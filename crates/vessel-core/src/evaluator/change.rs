use std::collections::BTreeMap;

use crate::evaluator::wildcard;
use crate::evaluator::EvaluatorOutput;
use crate::record::VesselRecord;
use crate::rule::ChangeCondition;
use crate::state::RuleState;

/// The legacy scalar-change evaluator (§4.5.3), tracking one field's last
/// value per `(rule, IMO)`.
pub fn evaluate(
    record: &VesselRecord,
    condition: &ChangeCondition,
    previous: Option<&str>,
) -> EvaluatorOutput {
    let current = record.field_as_string(&condition.field);

    let new_state = current
        .as_deref()
        .filter(|c| !c.is_empty())
        .map(|c| RuleState::Change { value: c.to_string() });

    let (Some(prev), Some(curr)) = (previous, current.as_deref()) else {
        return EvaluatorOutput {
            triggered: false,
            transition: None,
            context: BTreeMap::new(),
            new_state,
        };
    };

    if prev.is_empty() || curr.is_empty() || prev == curr {
        return EvaluatorOutput {
            triggered: false,
            transition: None,
            context: BTreeMap::new(),
            new_state,
        };
    }

    let from_ok = condition.from.is_empty() || wildcard::matches_any(&condition.from, prev);
    let to_ok = condition.to.is_empty() || wildcard::matches_any(&condition.to, curr);
    let triggered = from_ok && to_ok;

    let mut context = BTreeMap::new();
    if triggered {
        context.insert("field".to_string(), condition.field.clone());
        context.insert("previousValue".to_string(), prev.to_string());
        context.insert("currentValue".to_string(), curr.to_string());
    }

    EvaluatorOutput {
        triggered,
        transition: None,
        context,
        new_state,
    }
}

#[cfg(test)]
mod tests {
    use super::*;

    fn record_with_destination(dest: &str) -> VesselRecord {
        VesselRecord {
            imo: 1,
            latitude: None,
            longitude: None,
            speed: None,
            heading: None,
            course: None,
            draught: None,
            vessel_type: None,
            vessel_class: None,
            vessel_status: None,
            vessel_voyage_status: None,
            ais_destination: Some(dest.to_string()),
            area_name: None,
            area_name_level1: None,
            is_seagoing: None,
            vessel_name: None,
            client_id: None,
            passthrough: Default::default(),
        }
    }

    /// Scenario 2: destination change with a `to` filter.
    #[test]
    fn destination_change_matching_wildcard_to() {
        let cond = ChangeCondition {
            field: "AISDestination".into(),
            from: vec![],
            to: vec!["*SINGAPORE*".into()],
        };
        let out = evaluate(
            &record_with_destination("PORT OF SINGAPORE"),
            &cond,
            Some("ROTTERDAM"),
        );
        assert!(out.triggered);
        assert_eq!(out.context.get("previousValue").map(String::as_str), Some("ROTTERDAM"));
        assert_eq!(
            out.context.get("currentValue").map(String::as_str),
            Some("PORT OF SINGAPORE")
        );
    }

    #[test]
    fn first_observation_is_silent() {
        let cond = ChangeCondition {
            field: "AISDestination".into(),
            from: vec![],
            to: vec![],
        };
        let out = evaluate(&record_with_destination("ROTTERDAM"), &cond, None);
        assert!(!out.triggered);
        assert_eq!(out.new_state, Some(RuleState::Change { value: "ROTTERDAM".into() }));
    }

    #[test]
    fn unmatched_to_pattern_does_not_trigger() {
        let cond = ChangeCondition {
            field: "AISDestination".into(),
            from: vec![],
            to: vec!["*ROTTERDAM*".into()],
        };
        let out = evaluate(
            &record_with_destination("PORT OF SINGAPORE"),
            &cond,
            Some("HAMBURG"),
        );
        assert!(!out.triggered);
    }
}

---

PROBLEM REQUIREMENTS: Look at each line above and note whether it holds the word "filter". Report how many do, as the number only.

EXPECTED OUTPUT: 2